Vitamin D can be found in some foods for example:

  • Oily fish

  • Mushrooms marked with Vitamin D on the packaging

  • Red meat

  • Some fortified plant beverages (check the packaging for details)

  • Some fortified breakfast cereals (check the packaging for details)

Eating these foods regularly however is not likely to raise your levels of vitamin D to an adequate level during the autumn and winter months and therefore you should still follow the recommendation of taking a vitamin D supplement during the colder seasons.

Keeping your heart healthy

During menopause, your risk of developing heart disease increases but eating a healthy diet can help you to keep cholesterol levels and blood pressure within a healthy range to decrease this risk.

Here are a few simple swaps you can do to make your diet healthier for your heart:

  • Eat less saturated fat by switching to low saturate oils and spreads, lower-fat dairy, grilling rather than frying your food and cutting down on fatty meats.

  • Eat more meals that are based on fish, nuts, beans or pulses or swap some meat for vegetarian alternatives. You should be aiming to eat at least 2 portions of fish per week, one of which should be oily (sardines, mackerel, salmon, trout and herring).

  • As a general guide, you should try to consume around 4 to 5 portions of unsalted nuts, seeds and legumes per week.

  • Reduce your overall intake of salt (ready meals, soups, cooking sauces and salted snacks are particularly high).

  • Eat plenty of fruit and vegetables to increase your intake of vitamins, minerals, fibre and antioxidants.
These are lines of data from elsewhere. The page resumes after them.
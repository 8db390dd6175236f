//! Migration control service.
//!
//! Starts pipeline runs on the runtime, enforces the single active run, and
//! answers status, history, statistics and report queries.

use super::auth::{AuthRemovalService, NoopAuthRemoval};
use super::pipeline::{run_migration, PipelineContext};
use super::registry::{ActiveMigration, MigrationRegistry};
use super::report::{render_logs, render_report};
use super::tracker::ProgressTracker;
use super::types::{
    IssueLevel, LogFilter, MigrationIssue, MigrationProgress, MigrationResult, MigrationStatisticsSummary,
    MigrationStatus, MigrationStatusSummary, ReportFormat,
};
use crate::cancel::{CancellationToken, PauseGate};
use crate::config::{MigrationOptions, ServiceConfig};
use crate::database::TargetDatabase;
use crate::error::{MigrationError, Result};
use chrono::{TimeDelta, Utc};
use std::sync::Arc;
use std::time::{Duration, Instant};
use tokio::task::JoinHandle;
use tracing::{error, info, warn};
use uuid::Uuid;

/// How often `shutdown` re-checks whether the run has stopped.
const SHUTDOWN_POLL_INTERVAL: Duration = Duration::from_millis(50);

/// A rendered report and the format it was rendered in.
#[derive(Debug, Clone)]
pub struct GeneratedReport {
    pub format: ReportFormat,
    pub file_name: String,
    pub content: String,
}

/// Orchestrates migration runs against one target database.
pub struct MigrationControlService {
    db: TargetDatabase,
    registry: Arc<MigrationRegistry>,
    auth: Arc<dyn AuthRemovalService>,
}

impl MigrationControlService {
    /// Create a service with the no-op auth-removal collaborator.
    pub fn new(db: TargetDatabase) -> Self {
        Self::with_auth_removal(db, Arc::new(NoopAuthRemoval))
    }

    pub fn with_auth_removal(db: TargetDatabase, auth: Arc<dyn AuthRemovalService>) -> Self {
        Self {
            db,
            registry: Arc::new(MigrationRegistry::new(ServiceConfig::HISTORY_CAPACITY)),
            auth,
        }
    }

    /// The target database runs are executed against.
    pub fn database(&self) -> &TargetDatabase {
        &self.db
    }

    /// Start a run in the background and return its initial summary.
    ///
    /// Fails with `Conflict` while another run is InProgress or Paused.
    pub fn start_migration(&self, options: MigrationOptions) -> Result<MigrationStatusSummary> {
        let (summary, _handle) = self.launch(options)?;
        Ok(summary)
    }

    /// Run a migration and wait for its terminal result.
    pub async fn execute_full_migration(&self, options: MigrationOptions) -> Result<MigrationResult> {
        let (_, handle) = self.launch(options)?;
        Ok(handle.await?)
    }

    fn launch(&self, options: MigrationOptions) -> Result<(MigrationStatusSummary, JoinHandle<MigrationResult>)> {
        let id = Uuid::new_v4();
        let tracker = ProgressTracker::new(
            MigrationResult::new(id),
            options.logging_options.include_stack_trace,
        );
        let active = self.registry.try_acquire(ActiveMigration {
            id,
            tracker: tracker.clone(),
            cancel: CancellationToken::new(),
            pause: PauseGate::new(),
        })?;
        let summary = MigrationStatusSummary::from(&tracker.snapshot());

        let ctx = PipelineContext {
            db: self.db.clone(),
            options,
            active,
            auth: Arc::clone(&self.auth),
        };
        let registry = Arc::clone(&self.registry);
        let handle = tokio::spawn(async move {
            let pipeline = tokio::spawn(run_migration(ctx, Arc::clone(&registry)));
            match pipeline.await {
                Ok(result) => result,
                Err(e) => {
                    // A panicking pipeline must still release the slot.
                    error!(migration_id = %id, error = %e, "Migration task aborted");
                    tracker.add_issue(MigrationIssue::new(
                        IssueLevel::Critical,
                        "Migration",
                        format!("Migration task aborted: {}", e),
                    ));
                    let result = tracker.finish(MigrationStatus::Failed);
                    registry.record(result.clone());
                    result
                }
            }
        });
        info!(migration_id = %id, "Migration queued");
        Ok((summary, handle))
    }

    pub fn is_migration_running(&self) -> bool {
        self.registry.running().is_some()
    }

    /// Snapshot of the latest run, live or finished.
    pub fn get_current_migration(&self) -> Option<MigrationResult> {
        self.registry.current().map(|m| m.tracker.snapshot())
    }

    /// Summary of the latest run, or a NotStarted placeholder.
    pub fn get_status(&self) -> MigrationStatusSummary {
        self.get_current_migration()
            .map(|r| MigrationStatusSummary::from(&r))
            .unwrap_or_else(MigrationStatusSummary::not_started)
    }

    pub fn get_migration(&self, id: Uuid) -> Result<MigrationResult> {
        self.registry
            .get(id)
            .ok_or_else(|| MigrationError::not_found(format!("Migration {}", id)))
    }

    /// Live progress; `NotFound` when nothing is running.
    pub fn get_progress(&self) -> Result<MigrationProgress> {
        self.registry
            .running()
            .map(|m| MigrationProgress::from(&m.tracker.snapshot()))
            .ok_or_else(|| MigrationError::not_found("Running migration"))
    }

    /// Request cancellation. Returns false when nothing is running.
    pub fn cancel_migration(&self) -> bool {
        let Some(active) = self.registry.running() else {
            return false;
        };
        active.cancel.cancel();
        active
            .tracker
            .transition(MigrationStatus::Paused, MigrationStatus::InProgress);
        active.pause.resume();
        info!(migration_id = %active.id, "Migration cancellation requested");
        true
    }

    /// Pause at the next batch boundary.
    pub fn pause_migration(&self) -> Result<()> {
        let active = self
            .registry
            .running()
            .ok_or_else(|| MigrationError::invalid_state("No migration is running"))?;
        if !active
            .tracker
            .transition(MigrationStatus::InProgress, MigrationStatus::Paused)
        {
            return Err(MigrationError::invalid_state(format!(
                "Migration cannot be paused while {}",
                active.tracker.status()
            )));
        }
        active.pause.pause();
        Ok(())
    }

    pub fn resume_migration(&self) -> Result<()> {
        let active = self
            .registry
            .running()
            .ok_or_else(|| MigrationError::invalid_state("No migration is running"))?;
        if !active
            .tracker
            .transition(MigrationStatus::Paused, MigrationStatus::InProgress)
        {
            return Err(MigrationError::invalid_state("Migration is not paused"));
        }
        active.pause.resume();
        Ok(())
    }

    /// Finished runs, newest first.
    pub fn migration_history(&self, limit: usize) -> Vec<MigrationResult> {
        self.registry.history(limit)
    }

    /// Aggregate over runs started in the last `days` days (default window
    /// when `days` is not positive).
    pub fn migration_statistics(&self, days: i64) -> MigrationStatisticsSummary {
        let days = if days > 0 {
            days
        } else {
            ServiceConfig::DEFAULT_STATISTICS_DAYS
        };
        let cutoff = TimeDelta::try_days(days).and_then(|d| Utc::now().checked_sub_signed(d));
        let runs: Vec<MigrationResult> = self
            .registry
            .all_runs(ServiceConfig::STATISTICS_SAMPLE)
            .into_iter()
            .filter(|r| cutoff.map_or(true, |c| r.start_time >= c))
            .collect();

        let mut summary = MigrationStatisticsSummary {
            period_days: days,
            total_migrations: runs.len() as u64,
            ..Default::default()
        };
        let mut timed = 0i32;
        let mut total_duration = TimeDelta::zero();
        for run in &runs {
            match run.status {
                s if s.is_successful() => summary.successful_migrations += 1,
                MigrationStatus::Cancelled => summary.cancelled_migrations += 1,
                _ => summary.failed_migrations += 1,
            }
            if let Some(duration) = run.duration {
                total_duration += duration;
                timed += 1;
            }
            summary.total_records_processed += run.statistics.records_processed;
            summary.total_tables_processed += run.statistics.tables_processed;
        }
        if summary.total_migrations > 0 {
            summary.success_rate =
                summary.successful_migrations as f64 / summary.total_migrations as f64 * 100.0;
        }
        if timed > 0 {
            summary.average_duration = total_duration / timed;
        }
        summary
    }

    /// Render a report for run `id` in `format` ("json" or "csv").
    pub fn generate_report(&self, id: Uuid, format: &str) -> Result<GeneratedReport> {
        let format: ReportFormat = format.parse()?;
        let result = self.get_migration(id)?;
        Ok(GeneratedReport {
            format,
            file_name: format!("migration-report-{}.{}", id, format.extension()),
            content: render_report(&result, format)?,
        })
    }

    /// Plain-text issue log for run `id`, filtered by `level`.
    pub fn migration_logs(&self, id: Uuid, level: &str) -> Result<String> {
        let filter: LogFilter = level.parse().unwrap_or_default();
        let result = self.get_migration(id)?;
        Ok(render_logs(&result, filter))
    }

    /// Cancel any running migration and wait up to the grace period for it
    /// to stop.
    pub async fn shutdown(&self) {
        if !self.cancel_migration() {
            return;
        }
        let started = Instant::now();
        while self.is_migration_running() {
            if started.elapsed() >= ServiceConfig::SHUTDOWN_GRACE {
                warn!("Migration still running after shutdown grace period");
                return;
            }
            tokio::time::sleep(SHUTDOWN_POLL_INTERVAL).await;
        }
        info!("Migration service shut down");
    }
}

impl std::fmt::Debug for MigrationControlService {
    fn fmt(&self, f: &mut std::fmt::Formatter<'_>) -> std::fmt::Result {
        f.debug_struct("MigrationControlService")
            .field("db", &self.db)
            .field("status", &self.registry.status())
            .finish()
    }
}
To increase variety, eat a range of different coloured fruits and vegetables, these can be fresh, frozen, canned, dried or juiced.

  • Include wholegrain and high fibre foods such as brown bread, cereals and rice, as well as pulses like lentils, beans and chickpeas.

Should I be eating plant oestrogens?

Plant oestrogens, sometimes known as phytoestrogens can be useful in helping to control some of the symptoms associated with menopause. If eaten regularly and at the right amount, they can have mild oestrogen-like effects which are particularly useful as our natural oestrogen levels decline. Some women find that consuming sufficient amounts of plant oestrogens regularly can help to relieve some menopausal symptoms such as hot flushes.

If you do decide to include plant oestrogens as part of your menopausal diet it’s important to allow enough time to notice any reduction of symptoms. It could take 2-3 months to see the benefit of including plant oestrogens in your diet and research suggests that they work better for some women than others. It’s also thought that consuming smaller doses regularly throughout the day may be more effective than one larger dose.


Foods that contain plant oestrogens include:

  • Soya and soya products

  • Flaxseed

  • Wholegrains

  • Legumes

Other changes you can make:

  • Hot flushes may be made worse by consuming alcohol and caffeine so try to moderate your intake of caffeinated and alcoholic beverages. If you do choose to drink these, try to choose decaffeinated where possible and keep to a sensible alcohol limit (less than 2-3 units per day).

  • If you do wish to take nutritional supplements to support you through menopause you should seek advice from your GP, pharmacist, nutritionist or dietician, especially if you are taking medications.